(About this task)
Write the records out once more. Leave each line exactly as given.

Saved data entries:
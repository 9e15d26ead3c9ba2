//! dB magnitude spectrum front-end.
//!
//! ## Per-frame pipeline
//!
//! | Stage | Detail |
//! |-------|--------|
//! | Window | Blackman (α = 0.16), `fft_size` samples |
//! | FFT | rustfft forward, complex, `fft_size` points |
//! | Magnitude | `|X[k]| / fft_size` for `k < fft_size / 2` |
//! | Smoothing | `τ · prev[k] + (1 − τ) · mag[k]` |
//! | Scale | `20 · log10(smoothed)` dB |
//!
//! This matches a Web Audio analyser node, so options tuned against a
//! browser analyser carry over. Digital silence yields `-inf` dB.

use std::sync::Arc;

use rustfft::{num_complex::Complex, FftPlanner};

use crate::error::{Result, VadError};

/// Default smoothing between successive frames.
pub const DEFAULT_SMOOTHING: f64 = 0.8;

pub struct SpectrumAnalyzer {
    fft_size: usize,
    smoothing: f64,
    window: Vec<f64>,
    fft: Arc<dyn rustfft::Fft<f64>>,
    fft_buf: Vec<Complex<f64>>,
    smoothed: Vec<f64>,
}

impl SpectrumAnalyzer {
    /// # Errors
    /// `VadError::Config` if `fft_size` is not a power of two ≥ 2 or
    /// `smoothing` is outside `[0, 1)`.
    pub fn new(fft_size: usize, smoothing: f64) -> Result<Self> {
        if fft_size < 2 || !fft_size.is_power_of_two() {
            return Err(VadError::config(
                "fft_size",
                format!("{fft_size} is not a power of two >= 2"),
            ));
        }
        if !(0.0..1.0).contains(&smoothing) {
            return Err(VadError::config(
                "smoothing",
                format!("{smoothing} is outside [0, 1)"),
            ));
        }

        Ok(Self {
            fft_size,
            smoothing,
            window: build_blackman_window(fft_size),
            fft: FftPlanner::<f64>::new().plan_fft_forward(fft_size),
            fft_buf: vec![Complex::new(0.0, 0.0); fft_size],
            smoothed: vec![0.0; fft_size / 2],
        })
    }

    /// Analyse one frame of exactly `fft_size` samples, writing
    /// `fft_size / 2` dB values into `out`.
    ///
    /// # Errors
    /// `VadError::SpectrumLength` if either slice has the wrong length.
    pub fn analyze_into(&mut self, frame: &[f32], out: &mut [f64]) -> Result<()> {
        if frame.len() != self.fft_size {
            return Err(VadError::SpectrumLength {
                expected: self.fft_size,
                actual: frame.len(),
            });
        }
        if out.len() != self.bin_count() {
            return Err(VadError::SpectrumLength {
                expected: self.bin_count(),
                actual: out.len(),
            });
        }

        for ((slot, &s), &w) in self.fft_buf.iter_mut().zip(frame).zip(&self.window) {
            *slot = Complex::new(f64::from(s) * w, 0.0);
        }
        self.fft.process(&mut self.fft_buf);

        let scale = 1.0 / self.fft_size as f64;
        let tau = self.smoothing;
        for ((db, prev), bin) in out.iter_mut().zip(self.smoothed.iter_mut()).zip(&self.fft_buf) {
            let magnitude = bin.norm() * scale;
            *prev = tau * *prev + (1.0 - tau) * magnitude;
            *db = 20.0 * prev.log10();
        }
        Ok(())
    }

    /// Allocating variant of `analyze_into`.
    pub fn analyze(&mut self, frame: &[f32]) -> Result<Vec<f64>> {
        let mut out = vec![0.0; self.bin_count()];
        self.analyze_into(frame, &mut out)?;
        Ok(out)
    }

    pub fn fft_size(&self) -> usize {
        self.fft_size
    }

    pub fn bin_count(&self) -> usize {
        self.fft_size / 2
    }
}

fn build_blackman_window(n: usize) -> Vec<f64> {
    use std::f64::consts::PI;
    const ALPHA: f64 = 0.16;
    let a0 = 0.5 * (1.0 - ALPHA);
    let a1 = 0.5;
    let a2 = 0.5 * ALPHA;
    (0..n)
        .map(|i| {
            let x = i as f64 / n as f64;
            a0 - a1 * (2.0 * PI * x).cos() + a2 * (4.0 * PI * x).cos()
        })
        .collect()
}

(Response to this task)
repository 9e15d26ead3c9ba2
//! dB magnitude spectrum front-end.
//!
//! ## Per-frame pipeline
//!
//! | Stage | Detail |
//! |-------|--------|
//! | Window | Blackman (α = 0.16), `fft_size` samples |
//! | FFT | rustfft forward, complex, `fft_size` points |
//! | Magnitude | `|X[k]| / fft_size` for `k < fft_size / 2` |
//! | Smoothing | `τ · prev[k] + (1 − τ) · mag[k]` |
//! | Scale | `20 · log10(smoothed)` dB |
//!
//! This matches a Web Audio analyser node, so options tuned against a
//! browser analyser carry over. Digital silence yields `-inf` dB.

use std::sync::Arc;

use rustfft::{num_complex::Complex, FftPlanner};

use crate::error::{Result, VadError};

/// Default smoothing between successive frames.
pub const DEFAULT_SMOOTHING: f64 = 0.8;

pub struct SpectrumAnalyzer {
    fft_size: usize,
    smoothing: f64,
    window: Vec<f64>,
    fft: Arc<dyn rustfft::Fft<f64>>,
    fft_buf: Vec<Complex<f64>>,
    smoothed: Vec<f64>,
}

impl SpectrumAnalyzer {
    /// # Errors
    /// `VadError::Config` if `fft_size` is not a power of two ≥ 2 or
    /// `smoothing` is outside `[0, 1)`.
    pub fn new(fft_size: usize, smoothing: f64) -> Result<Self> {
        if fft_size < 2 || !fft_size.is_power_of_two() {
            return Err(VadError::config(
                "fft_size",
                format!("{fft_size} is not a power of two >= 2"),
            ));
        }
        if !(0.0..1.0).contains(&smoothing) {
            return Err(VadError::config(
                "smoothing",
                format!("{smoothing} is outside [0, 1)"),
            ));
        }

        Ok(Self {
            fft_size,
            smoothing,
            window: build_blackman_window(fft_size),
            fft: FftPlanner::<f64>::new().plan_fft_forward(fft_size),
            fft_buf: vec![Complex::new(0.0, 0.0); fft_size],
            smoothed: vec![0.0; fft_size / 2],
        })
    }

    /// Analyse one frame of exactly `fft_size` samples, writing
    /// `fft_size / 2` dB values into `out`.
    ///
    /// # Errors
    /// `VadError::SpectrumLength` if either slice has the wrong length.
    pub fn analyze_into(&mut self, frame: &[f32], out: &mut [f64]) -> Result<()> {
        if frame.len() != self.fft_size {
            return Err(VadError::SpectrumLength {
                expected: self.fft_size,
                actual: frame.len(),
            });
        }
        if out.len() != self.bin_count() {
            return Err(VadError::SpectrumLength {
                expected: self.bin_count(),
                actual: out.len(),
            });
        }

        for ((slot, &s), &w) in self.fft_buf.iter_mut().zip(frame).zip(&self.window) {
            *slot = Complex::new(f64::from(s) * w, 0.0);
        }
        self.fft.process(&mut self.fft_buf);

        let scale = 1.0 / self.fft_size as f64;
        let tau = self.smoothing;
        for ((db, prev), bin) in out.iter_mut().zip(self.smoothed.iter_mut()).zip(&self.fft_buf) {
            let magnitude = bin.norm() * scale;
            *prev = tau * *prev + (1.0 - tau) * magnitude;
            *db = 20.0 * prev.log10();
        }
        Ok(())
    }

    /// Allocating variant of `analyze_into`.
    pub fn analyze(&mut self, frame: &[f32]) -> Result<Vec<f64>> {
        let mut out = vec![0.0; self.bin_count()];
        self.analyze_into(frame, &mut out)?;
        Ok(out)
    }

    pub fn fft_size(&self) -> usize {
        self.fft_size
    }

    pub fn bin_count(&self) -> usize {
        self.fft_size / 2
    }
}

fn build_blackman_window(n: usize) -> Vec<f64> {
    use std::f64::consts::PI;
    const ALPHA: f64 = 0.16;
    let a0 = 0.5 * (1.0 - ALPHA);
    let a1 = 0.5;
    let a2 = 0.5 * ALPHA;
    (0..n)
        .map(|i| {
            let x = i as f64 / n as f64;
            a0 - a1 * (2.0 * PI * x).cos() + a2 * (4.0 * PI * x).cos()
        })
        .collect()
}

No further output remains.